TV NotesHow to Fix an Aging '30' Rock? Add a New Female Lead
By Maureen Ryan, AOL.com
's 'TV Squad' - March 10th, 2011
'30 Rock' has gone from a show that used to land on my annual Top 10 list to a program that isn't on my weekly must-see list. Don't get me wrong, I haven't given up on it. I watch it at least a half a dozen times each season and usually come away at least mildly entertained, but '30 Rock' is like that old college buddy you run into at a party. We used to have so much in common, but Liz Lemon and I have simply grown apart.
If '30 Rock' doesn't want to fade quietly into the twilight, I think the show needs to shake things up at this stage. Certainly it could stand some alterations in the cast department.
I'll get to who I think should go in a minute, but first, a few thoughts on why it's been easy to drift away from the comedy.
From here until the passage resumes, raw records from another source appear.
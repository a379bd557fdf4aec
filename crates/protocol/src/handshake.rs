//! Public key exchange for the protected variant.
//!
//! The connecting side announces its public key in plaintext. The accepting
//! side imports it and answers with its own public key, already sealed for
//! the initiator. After that both sides hold a [`SecureChannel`] and every
//! message is an independently keyed envelope.
//!
//! ```text
//! Initiator                                Responder
//!    |  {pubkey: <A>}            (plain)       |
//!    | --------------------------------------> |
//!    |  envelope_A({pubkey: <B>})              |
//!    | <-------------------------------------- |
//!    |  envelope_B(request)                    |
//!    | --------------------------------------> |
//!    |  envelope_A(response)                   |
//!    | <-------------------------------------- |
//! ```
//!
//! Commands can only be sealed through a [`SecureChannel`], which is only
//! produced by a completed exchange.

use crate::crypto::{KeyPair, PeerPublicKey};
use crate::envelope;
use crate::error::{ProtocolError, Result};
use crate::messages::{Command, WRONG_MESSAGE_FORMAT, WRONG_RSA_KEY};

/// Lifecycle of one connection.
#[derive(Debug, Clone, Copy, PartialEq, Eq)]
pub enum ConnectionState {
    /// Socket open, nothing exchanged yet.
    Idle,
    /// Protected variant: waiting for the peer's public key.
    AwaitingPeerKey,
    /// Commands may be exchanged.
    Ready,
    /// Socket closed.
    Closed,
}

impl ConnectionState {
    /// Returns true if commands may be dispatched in this state.
    pub fn can_dispatch(&self) -> bool {
        matches!(self, ConnectionState::Ready)
    }
}

impl std::fmt::Display for ConnectionState {
    fn fmt(&self, f: &mut std::fmt::Formatter<'_>) -> std::fmt::Result {
        let name = match self {
            ConnectionState::Idle => "idle",
            ConnectionState::AwaitingPeerKey => "awaiting-peer-key",
            ConnectionState::Ready => "ready",
            ConnectionState::Closed => "closed",
        };
        f.write_str(name)
    }
}

/// Connecting side of the exchange.
#[derive(Debug)]
pub struct Initiator {
    keypair: KeyPair,
}

impl Initiator {
    /// Start an exchange with an existing keypair.
    pub fn new(keypair: KeyPair) -> Self {
        Self { keypair }
    }

    /// Start an exchange with a freshly generated keypair.
    pub fn generate() -> Result<Self> {
        Ok(Self::new(KeyPair::generate()?))
    }

    /// The plaintext public key announcement to send first.
    pub fn hello(&self) -> Result<Vec<u8>> {
        announce(&self.keypair)
    }

    /// Consume the responder's reply and finish the exchange.
    ///
    /// An error notice from the responder is surfaced as
    /// [`ProtocolError::HandshakeFailed`] carrying the notice text.
    pub fn complete(self, reply: &[u8]) -> Result<SecureChannel> {
        let plaintext = match envelope::decode(reply, &self.keypair) {
            Ok(plaintext) => plaintext,
            // Rejections are sent unprotected.
            Err(e) => match Command::decode(reply) {
                Ok(Command::ErrorNotice { message }) => {
                    return Err(ProtocolError::HandshakeFailed(message))
                }
                _ => return Err(e),
            },
        };

        match Command::decode(&plaintext)? {
            Command::PublicKeyAnnounce { key } => {
                let peer = PeerPublicKey::from_pem(&key)?;
                Ok(SecureChannel::new(self.keypair, peer))
            }
            Command::ErrorNotice { message } => Err(ProtocolError::HandshakeFailed(message)),
            other => Err(ProtocolError::HandshakeFailed(format!(
                "expected public key, got {}",
                other.name()
            ))),
        }
    }
}

/// Accepting side of the exchange.
#[derive(Debug)]
pub struct Responder {
    keypair: KeyPair,
}

impl Responder {
    /// Start an exchange with an existing keypair.
    pub fn new(keypair: KeyPair) -> Self {
        Self { keypair }
    }

    /// Start an exchange with a freshly generated keypair.
    pub fn generate() -> Result<Self> {
        Ok(Self::new(KeyPair::generate()?))
    }

    /// Consume the initiator's announcement.
    ///
    /// Returns the channel and the sealed reply to send back. On error the
    /// caller should send [`rejection`] for the error and close.
    pub fn accept(self, hello: &[u8]) -> Result<(SecureChannel, Vec<u8>)> {
        let key = match Command::decode(hello) {
            Ok(Command::PublicKeyAnnounce { key }) => key,
            Ok(other) => {
                return Err(ProtocolError::HandshakeFailed(format!(
                    "expected public key, got {}",
                    other.name()
                )))
            }
            Err(e) => return Err(ProtocolError::HandshakeFailed(e.to_string())),
        };
        let peer = PeerPublicKey::from_pem(&key)?;
        let reply = envelope::encode(&announce(&self.keypair)?, &peer)?;
        Ok((SecureChannel::new(self.keypair, peer), reply))
    }
}

/// The notice a responder sends back when [`Responder::accept`] fails.
pub fn rejection(error: &ProtocolError) -> Command {
    match error {
        ProtocolError::InvalidPublicKey(_) => Command::error_notice(WRONG_RSA_KEY),
        _ => Command::error_notice(WRONG_MESSAGE_FORMAT),
    }
}

fn announce(keypair: &KeyPair) -> Result<Vec<u8>> {
    Command::PublicKeyAnnounce {
        key: keypair.public_key().to_pem()?,
    }
    .encode()
}

/// Established protected channel: own keypair plus the peer's public key.
#[derive(Debug, Clone)]
pub struct SecureChannel {
    keypair: KeyPair,
    peer: PeerPublicKey,
}

impl SecureChannel {
    fn new(keypair: KeyPair, peer: PeerPublicKey) -> Self {
        Self { keypair, peer }
    }

    /// The counterpart's public key.
    pub fn peer_key(&self) -> &PeerPublicKey {
        &self.peer
    }

    /// Seal a plaintext for the peer under a fresh session key.
    pub fn seal(&self, plaintext: &[u8]) -> Result<Vec<u8>> {
        envelope::encode(plaintext, &self.peer)
    }

    /// Open an envelope addressed to us.
    pub fn open(&self, data: &[u8]) -> Result<Vec<u8>> {
        envelope::decode(data, &self.keypair)
    }

    /// Seal a command.
    pub fn seal_command(&self, command: &Command) -> Result<Vec<u8>> {
        self.seal(&command.encode()?)
    }

    /// Open and decode a command.
    pub fn open_command(&self, data: &[u8]) -> Result<Command> {
        Command::decode(&self.open(data)?)
    }
}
It's not a hard and fast rule, but I tend to fall harder for shows that give me someone to root for. We don't root for the characters on '30 Rock,' not really. We watch the writers put them through their paces, and sometimes those paces are very amusing. Still, and I truly do not mean this as a dis, the characters are essentially unchanging live-action cartoons. On 'Parks and Recreation' or 'How I Met Your Mother,' the characters' lives change over time, and it's easy to get invested in their potential fates.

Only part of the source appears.